5.0 Compensation and Benefits following Change in Control

Following both (i) a Change in Control of the Corporation and (ii) the termination of the Executive’s employment by the Corporation without Cause or by the Executive for Good Reason in accordance with the terms of this Agreement, the Corporation shall cause to be provided to the Executive the following benefits in full satisfaction of all of the Corporation’s obligations to the Executive:

 

  (a)

Accrued Compensation and Payment Date. The Corporation shall pay the Executive, in a lump sum, not later than the 30th business day following the Date of Termination (the “Payment Date”), her full base salary

 

- 6 -


  through the Date of Termination at the rate in effect at the time the Notice of Termination is given.

 

  (b) Severance Payment, Severance Period and Severance Salary Rate.

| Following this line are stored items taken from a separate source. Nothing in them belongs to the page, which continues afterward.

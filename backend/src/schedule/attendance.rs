//! Check-in classification and the attendance reducer.

use serde::{Deserialize, Serialize};
use time::{Date, Time, UtcOffset};
use uuid::Uuid;

use crate::{
    error::ScheduleError,
    models::{
        attendance::{Attendance, AttendanceStatus, CheckInEvent},
        schedule::ScheduleDay,
    },
};

use super::{
    clock::{duration_hours, local_date_time},
    policy::Tolerances,
};

#[derive(Debug, Clone, Copy, Serialize, Deserialize, PartialEq, Eq)]
#[serde(rename_all = "snake_case")]
pub enum ArrivalStatus {
    TooEarly,
    OnTime,
    Late,
    TooLate,
}

#[derive(Debug, Clone, Copy, Serialize, Deserialize, PartialEq, Eq)]
pub struct ArrivalVerdict {
    pub valid: bool,
    /// Whole minutes from shift start, floored; negative when early.
    pub late_minutes: i64,
    pub status: ArrivalStatus,
}

impl ArrivalVerdict {
    pub fn is_late(&self) -> bool {
        matches!(self.status, ArrivalStatus::Late | ArrivalStatus::TooLate) && self.late_minutes > 0
    }
}

/// Classifies a check-in instant against the scheduled shift start.
pub fn classify_arrival(
    check_in: i64,
    shift_start: i64,
    tolerances: &Tolerances,
) -> ArrivalVerdict {
    let diff = check_in - shift_start;
    let early_window = i64::from(tolerances.early_arrival_minutes) * 60;
    let late_window = i64::from(tolerances.late_arrival_minutes) * 60;
    let minutes = diff.div_euclid(60);

    if diff < -early_window {
        ArrivalVerdict {
            valid: false,
            late_minutes: minutes,
            status: ArrivalStatus::TooEarly,
        }
    } else if diff <= 0 {
        ArrivalVerdict {
            valid: true,
            late_minutes: 0,
            status: ArrivalStatus::OnTime,
        }
    } else if diff <= late_window {
        ArrivalVerdict {
            valid: true,
            late_minutes: minutes,
            status: ArrivalStatus::Late,
        }
    } else {
        ArrivalVerdict {
            valid: false,
            late_minutes: minutes,
            status: ArrivalStatus::TooLate,
        }
    }
}

/// A check-in event resolved to the employee's local calendar.
#[derive(Debug, Clone, PartialEq)]
pub struct CheckIn {
    pub employee_id: Uuid,
    pub date: Date,
    pub time: Time,
    pub instant: i64,
    /// Present only when the date is a scheduled work day.
    pub verdict: Option<ArrivalVerdict>,
}

impl CheckIn {
    pub fn resolve(
        event: &CheckInEvent,
        offset: UtcOffset,
        day: Option<&ScheduleDay>,
        tolerances: &Tolerances,
    ) -> Result<Self, ScheduleError> {
        let (date, time) = local_date_time(event.instant, offset)?;
        let verdict = day
            .filter(|d| d.is_work_day)
            .map(|d| classify_arrival(event.instant, d.unix_start, tolerances));
        Ok(Self {
            employee_id: event.employee_id,
            date,
            time,
            instant: event.instant,
            verdict,
        })
    }
}

/// Folds a check-in into the day's attendance record.
///
/// An open record (checked in, not out) is closed with this reading as the
/// check-out. Anything else is replaced by a fresh check-in.
pub fn merge_check_in(existing: Option<&Attendance>, check_in: &CheckIn) -> Attendance {
    match existing {
        Some(open) if open.is_open() => {
            let duration = open
                .check_in
                .map(|started| duration_hours(started, check_in.time));
            Attendance {
                check_out: Some(check_in.time),
                unix_check_out: Some(check_in.instant),
                duration_hours: duration,
                ..open.clone()
            }
        }
        _ => {
            let late = check_in.verdict.filter(ArrivalVerdict::is_late);
            Attendance {
                check_in: Some(check_in.time),
                unix_check_in: Some(check_in.instant),
                status: if late.is_some() {
                    AttendanceStatus::Late
                } else {
                    AttendanceStatus::Present
                },
                late_minutes: late.map(|v| v.late_minutes),
                ..Attendance::without_times(
                    check_in.employee_id,
                    check_in.date,
                    AttendanceStatus::Present,
                )
            }
        }
    }
}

In lieu of any further salary payments to the Executive for periods subsequent to the Date of Termination, the Corporation shall pay to the Executive, on account of both compensation in lieu of notice and loss of office, not later than the Payment Date, a lump sum severance payment (the “Severance Payment”) equal to the amount of base salary the Executive would have earned had she continued to be employed until the end of the 24th full calendar month following the Date of Termination (the “Severance Period”) assuming that the Executive’s rate of monthly base salary during the Severance Period would be equal to the highest monthly rate of base salary which was payable to him by the Corporation (or any subsidiary thereof or corporation affiliated with the Corporation) during the 24th month period immediately preceding the Date of Termination (the “Severance Salary Rate”).

 

  (c) EnCana USA 401(k) Plan. The Corporation shall pay the Executive the maximum contribution that the Corporation or a subsidiary thereof would have been required to make on behalf of the Executive to the EnCana International (USA) Inc. 401(k) Plan (the “EnCana USA 401(k) Plan”) in respect of the Severance Period if she were fully employed and elected to have the Corporation or a subsidiary thereof match her contribution determined as if the Executive continued to make contributions to the EnCana USA 401(k) Plan at a rate equal to the contributions actually made by him under the EnCana USA 401(k) in the last complete calendar year immediately preceding the Date of Termination. This payment will be made in cash, in a lump sum, no later than the Payment Date.

 

  (d) Annual Incentive Plans. The Corporation shall pay to the Executive, in cash, in a lump sum, no later than the Payment Date, an amount in lieu of her participation in the HPR Plan, or in any other annual incentive compensation plan or program, or any replacement plan in which she is participating as of the Notice of Termination which shall be equal to (i) two times the average of the amounts paid to him under the HPR Plan (excluding for greater certainty any President’s Award) in respect of the three complete fiscal years of the Corporation immediately preceding the Date of Termination, and (ii) (in cases where the Date of Termination is not the end of a fiscal year), a pro rata payment for the number of days which have elapsed in the fiscal year in which the Date of Termination occurs, based on the same calculation described above. For the purposes of this Section 5.0(d), where the Date of Termination is prior to the completion of three complete fiscal years of the Corporation following the implementation of the HPR Plan, the average of amounts paid to the Executive under the HPR Plan shall be determined based on each complete fiscal year of the Corporation immediately preceding the Date of Termination.

 

- 7 -


  (e) Performance Share Unit Plan. In respect of the Executive’s entitlements under the Performance Share Unit Plan for Employees of EnCana Corporation (the “PSU Plan”), performance share units (“PSUs”) granted to the Executive as at the effective date of such Change in Control (as that term is defined under the PSU Plan) shall become vested and paid as applicable and in accordance with the terms of the PSU Plan.

 

  (f) Stock Options and Stock Appreciation Rights (“SARs”). All stock options and SARs held by the Executive as at the Notice of Termination shall become vested as follows:

 

  (i) all stock options granted prior to February 2007 shall become immediately vested;

 

  (ii) All Time-Based Options, Time-Based SARs, Performance Options and Performance SARs (as those terms are defined in the applicable and respective stock option grant agreements or the Employee Stock Appreciation Rights Plan (the “ESAR Plan”) as applicable) granted in or after February 2007 shall become immediately vested; and

 

  (iii) Bonus Options and Bonus SARs (as those terms are defined in the applicable grant agreements or the ESAR Plan) granted in or after February 2007 shall continue to vest pursuant to the terms of the applicable grant agreement or the ESAR Plan, as applicable, during the lesser of the period of vesting in such agreement or ESAR Plan and 24 months following the Date of Termination.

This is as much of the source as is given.